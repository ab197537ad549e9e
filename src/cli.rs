//! CLI argument definitions using clap with subcommand architecture
//!
//! The binary is a thin diagnostic shell over the library: every command
//! builds an index or scans a file and prints what the engine sees.

use clap::{Args, Parser, Subcommand, ValueEnum};
use std::path::PathBuf;

use crate::schema::EntryKind;

/// Static store-module indexer and cursor-context resolver
#[derive(Parser, Debug)]
#[command(name = "vuex-engine")]
#[command(about = "Index Vuex store modules and resolve store symbols at a cursor")]
#[command(version)]
#[command(propagate_version = true)]
pub struct Cli {
    /// Subcommand to execute
    #[command(subcommand)]
    pub command: Commands,

    /// Output format (applies to all commands)
    #[arg(short, long, default_value = "text", value_enum, global = true)]
    pub format: OutputFormat,

    /// Configuration file (defaults to the platform config directory)
    #[arg(long, value_name = "PATH", global = true, env = "VUEX_ENGINE_CONFIG")]
    pub config: Option<PathBuf>,

    /// Show verbose output (debug logging)
    #[arg(short, long, global = true)]
    pub verbose: bool,
}

// ============================================
// Main Commands Enum
// ============================================

/// Available subcommands
#[derive(Subcommand, Debug)]
pub enum Commands {
    /// Build the store index from an entry file
    #[command(visible_alias = "i")]
    Index(IndexArgs),

    /// Show the store context at a cursor position
    #[command(visible_alias = "c")]
    Context(ContextArgs),

    /// Look up a store symbol by name
    #[command(visible_alias = "f")]
    Find(FindArgs),

    /// Resolve the store symbol under a cursor end to end
    #[command(visible_alias = "r")]
    Resolve(ResolveArgs),

    /// Show the effective configuration
    Config,
}

// ============================================
// Shared arguments
// ============================================

/// Store entry and workspace boundary
#[derive(Args, Debug, Clone)]
pub struct StoreArgs {
    /// Store entry file (the file creating or exporting the root store)
    #[arg(value_name = "ENTRY")]
    pub entry: PathBuf,

    /// Workspace root; resolution never leaves it (defaults to the current directory)
    #[arg(long, value_name = "DIR")]
    pub root: Option<PathBuf>,
}

/// A cursor inside a file
#[derive(Args, Debug, Clone)]
pub struct CursorArgs {
    /// File containing the cursor
    #[arg(value_name = "FILE")]
    pub file: PathBuf,

    /// Byte offset of the cursor
    #[arg(long, conflicts_with_all = ["line", "column"])]
    pub offset: Option<usize>,

    /// 1-based line of the cursor
    #[arg(long, requires = "column")]
    pub line: Option<usize>,

    /// 0-based character column of the cursor
    #[arg(long, requires = "line")]
    pub column: Option<usize>,
}

// ============================================
// Subcommand arguments
// ============================================

/// Arguments for the index command
#[derive(Args, Debug)]
pub struct IndexArgs {
    #[command(flatten)]
    pub store: StoreArgs,

    /// After the full pass, re-index as if these files had changed
    #[arg(long, value_name = "FILE", num_args = 1..)]
    pub changed: Vec<PathBuf>,

    /// Only list entries of this kind
    #[arg(long, value_enum)]
    pub kind: Option<KindArg>,
}

/// Arguments for the context command
#[derive(Args, Debug)]
pub struct ContextArgs {
    #[command(flatten)]
    pub cursor: CursorArgs,
}

/// Arguments for the find command
#[derive(Args, Debug)]
pub struct FindArgs {
    #[command(flatten)]
    pub store: StoreArgs,

    /// Symbol name, optionally qualified (`user/SET_NAME`)
    #[arg(value_name = "NAME")]
    pub name: String,

    /// Symbol kind
    #[arg(long, value_enum)]
    pub kind: KindArg,

    /// Explicit namespace (`user/profile`)
    #[arg(long)]
    pub namespace: Option<String>,

    /// Structural path of the module the query is made from
    #[arg(long)]
    pub current: Option<String>,

    /// Prefer the current module over the root
    #[arg(long, requires = "current")]
    pub prefer_local: bool,

    /// Try the root namespace when no namespace applies
    #[arg(long)]
    pub root_fallback: bool,
}

/// Arguments for the resolve command
#[derive(Args, Debug)]
pub struct ResolveArgs {
    #[command(flatten)]
    pub store: StoreArgs,

    #[command(flatten)]
    pub cursor: CursorArgs,
}

/// Output format
#[derive(Debug, Clone, Copy, Default, PartialEq, Eq, ValueEnum)]
pub enum OutputFormat {
    /// Human-readable text
    #[default]
    #[value(alias = "pretty")]
    Text,
    /// JSON for machine parsing
    Json,
}

/// Store symbol kind
#[derive(Debug, Clone, Copy, PartialEq, Eq, ValueEnum)]
pub enum KindArg {
    State,
    Getter,
    Mutation,
    Action,
}

impl From<KindArg> for EntryKind {
    fn from(kind: KindArg) -> Self {
        match kind {
            KindArg::State => EntryKind::State,
            KindArg::Getter => EntryKind::Getter,
            KindArg::Mutation => EntryKind::Mutation,
            KindArg::Action => EntryKind::Action,
        }
    }
}
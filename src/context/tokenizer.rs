//! Lightweight tokenizer for cursor-context scanning
//!
//! This is not a parser: it only distinguishes what the scanners need
//! (string literals, brackets, identifiers, dots and arrows) and tolerates
//! arbitrary broken input, since the text is usually mid-edit.

/// Token category
#[derive(Debug, Clone, PartialEq, Eq)]
pub enum TokenKind {
    /// String or template literal; `terminated` is false when the text ends
    /// inside it
    Str { value: String, terminated: bool },
    /// `(`, `[` or `{`
    Open(char),
    /// `)`, `]` or `}`
    Close(char),
    Ident(String),
    Number,
    /// `.` or `?.`
    Dot,
    /// `=>`
    Arrow,
    Punct(char),
}

/// A token with byte offsets into the scanned text
#[derive(Debug, Clone, PartialEq, Eq)]
pub struct Token {
    pub kind: TokenKind,
    pub start: usize,
    pub end: usize,
}

impl Token {
    pub fn ident(&self) -> Option<&str> {
        match &self.kind {
            TokenKind::Ident(name) => Some(name),
            _ => None,
        }
    }

    pub fn is_punct(&self, c: char) -> bool {
        self.kind == TokenKind::Punct(c)
    }
}

/// Opening bracket for a closing one
pub fn opener_of(close: char) -> char {
    match close {
        ')' => '(',
        ']' => '[',
        _ => '{',
    }
}

fn is_ident_start(c: char) -> bool {
    c.is_alphabetic() || c == '_' || c == '$'
}

fn is_ident_char(c: char) -> bool {
    c.is_alphanumeric() || c == '_' || c == '$'
}

/// Blank out `//` and `/* */` comments, keeping byte offsets and newlines.
///
/// Comment markers inside string and template literals are left alone.
pub fn strip_comments(text: &str) -> String {
    #[derive(PartialEq)]
    enum State {
        Code,
        Quoted(char),
        Line,
        Block,
    }

    let mut out = String::with_capacity(text.len());
    let mut state = State::Code;
    let mut chars = text.chars().peekable();

    let blank = |out: &mut String, c: char| {
        if c == '\n' {
            out.push('\n');
        } else {
            out.extend(std::iter::repeat(' ').take(c.len_utf8()));
        }
    };

    while let Some(c) = chars.next() {
        match state {
            State::Code => match c {
                '/' if chars.peek() == Some(&'/') => {
                    chars.next();
                    out.push_str("  ");
                    state = State::Line;
                }
                '/' if chars.peek() == Some(&'*') => {
                    chars.next();
                    out.push_str("  ");
                    state = State::Block;
                }
                '\'' | '"' | '`' => {
                    out.push(c);
                    state = State::Quoted(c);
                }
                _ => out.push(c),
            },
            State::Quoted(quote) => {
                out.push(c);
                if c == '\\' {
                    if let Some(escaped) = chars.next() {
                        out.push(escaped);
                    }
                } else if c == quote || (c == '\n' && quote != '`') {
                    state = State::Code;
                }
            }
            State::Line => {
                blank(&mut out, c);
                if c == '\n' {
                    state = State::Code;
                }
            }
            State::Block => {
                if c == '*' && chars.peek() == Some(&'/') {
                    chars.next();
                    out.push_str("  ");
                    state = State::Code;
                } else {
                    blank(&mut out, c);
                }
            }
        }
    }

    out
}

/// Tokenize comment-free text
pub fn tokenize(text: &str) -> Vec<Token> {
    let mut tokens = Vec::new();
    let mut chars = text.char_indices().peekable();

    while let Some((start, c)) = chars.next() {
        let kind = match c {
            c if c.is_whitespace() => continue,
            '\'' | '"' | '`' => {
                let mut value = String::new();
                let mut terminated = false;
                while let Some((_, next)) = chars.next() {
                    match next {
                        '\\' => {
                            if let Some((_, escaped)) = chars.next() {
                                value.push(escaped);
                            }
                        }
                        n if n == c => {
                            terminated = true;
                            break;
                        }
                        '\n' if c != '`' => break,
                        n => value.push(n),
                    }
                }
                TokenKind::Str { value, terminated }
            }
            '(' | '[' | '{' => TokenKind::Open(c),
            ')' | ']' | '}' => TokenKind::Close(c),
            '.' => TokenKind::Dot,
            '?' if matches!(chars.peek(), Some((_, '.'))) => {
                chars.next();
                TokenKind::Dot
            }
            '=' if matches!(chars.peek(), Some((_, '>'))) => {
                chars.next();
                TokenKind::Arrow
            }
            c if is_ident_start(c) => {
                let mut name = c.to_string();
                while let Some(&(_, next)) = chars.peek() {
                    if !is_ident_char(next) {
                        break;
                    }
                    name.push(next);
                    chars.next();
                }
                TokenKind::Ident(name)
            }
            c if c.is_ascii_digit() => {
                while let Some(&(_, next)) = chars.peek() {
                    if !(next.is_ascii_alphanumeric() || next == '_') {
                        break;
                    }
                    chars.next();
                }
                TokenKind::Number
            }
            other => TokenKind::Punct(other),
        };

        let end = chars.peek().map(|&(i, _)| i).unwrap_or(text.len());
        tokens.push(Token { kind, start, end });
    }

    tokens
}

/// Index of the token closing the bracket opened at `open`, if any
pub fn matching_close(tokens: &[Token], open: usize) -> Option<usize> {
    let mut depth = 0usize;
    for (i, token) in tokens.iter().enumerate().skip(open) {
        match token.kind {
            TokenKind::Open(_) => depth += 1,
            TokenKind::Close(_) => {
                depth = depth.saturating_sub(1);
                if depth == 0 {
                    return Some(i);
                }
            }
            _ => {}
        }
    }
    None
}
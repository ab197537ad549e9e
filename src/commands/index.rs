//! Index command handler - build the store index and list what it holds

use serde::Serialize;

use crate::cli::{IndexArgs, OutputFormat};
use crate::commands::{format_entry, to_json, CommandContext, Workspace};
use crate::error::Result;
use crate::indexing::IndexSnapshot;
use crate::schema::{Entry, EntryKind};

#[derive(Serialize)]
struct IndexReport<'a> {
    entry: Option<String>,
    generation: u64,
    files: usize,
    files_parsed: usize,
    visits_reused: usize,
    entries: Vec<&'a Entry>,
}

/// Run the index command
pub fn run_index(args: &IndexArgs, ctx: &CommandContext) -> Result<String> {
    let workspace = Workspace::open(&args.store, &ctx.config)?;
    let mut snapshot = workspace.index()?;

    if !args.changed.is_empty() {
        if ctx.verbose {
            eprintln!("Re-indexing {} changed file(s)", args.changed.len());
        }
        let changed: Vec<_> = args.changed.iter().map(|p| workspace.canonical(p)).collect();
        snapshot = workspace.index_changed(&changed)?;
    }

    let kind = args.kind.map(EntryKind::from);
    let entries: Vec<&Entry> = snapshot
        .store
        .iter()
        .filter(|entry| kind.map_or(true, |k| entry.kind == k))
        .collect();

    match ctx.format {
        OutputFormat::Json => to_json(&IndexReport {
            entry: snapshot.entry.as_ref().map(|p| p.display().to_string()),
            generation: snapshot.generation,
            files: snapshot.graph.files().len(),
            files_parsed: snapshot.stats.files_parsed,
            visits_reused: snapshot.stats.visits_reused,
            entries,
        }),
        OutputFormat::Text => Ok(format_text(&snapshot, &entries, workspace.workspace_root())),
    }
}

fn format_text(snapshot: &IndexSnapshot, entries: &[&Entry], root: &std::path::Path) -> String {
    let mut output = String::new();
    output.push_str("═══════════════════════════════════════════\n");
    output.push_str("  STORE INDEX\n");
    output.push_str("═══════════════════════════════════════════\n\n");

    if let Some(entry) = &snapshot.entry {
        output.push_str(&format!("entry: {}\n", entry.display()));
    }
    output.push_str(&format!("generation: {}\n", snapshot.generation));
    output.push_str(&format!(
        "files: {} ({} parsed, {} visits reused)\n\n",
        snapshot.graph.files().len(),
        snapshot.stats.files_parsed,
        snapshot.stats.visits_reused
    ));

    output.push_str(&format!("entries[{}]:\n", entries.len()));
    for entry in entries {
        output.push_str(&format_entry(entry, root));
        output.push('\n');
    }
    output
}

_ASSIGNED TASK_: The answer must consist of every line from the data that holds the string "verbose".

_TASK SOLUTION_:
    /// Show verbose output (debug logging)
    pub verbose: bool,
        if ctx.verbose {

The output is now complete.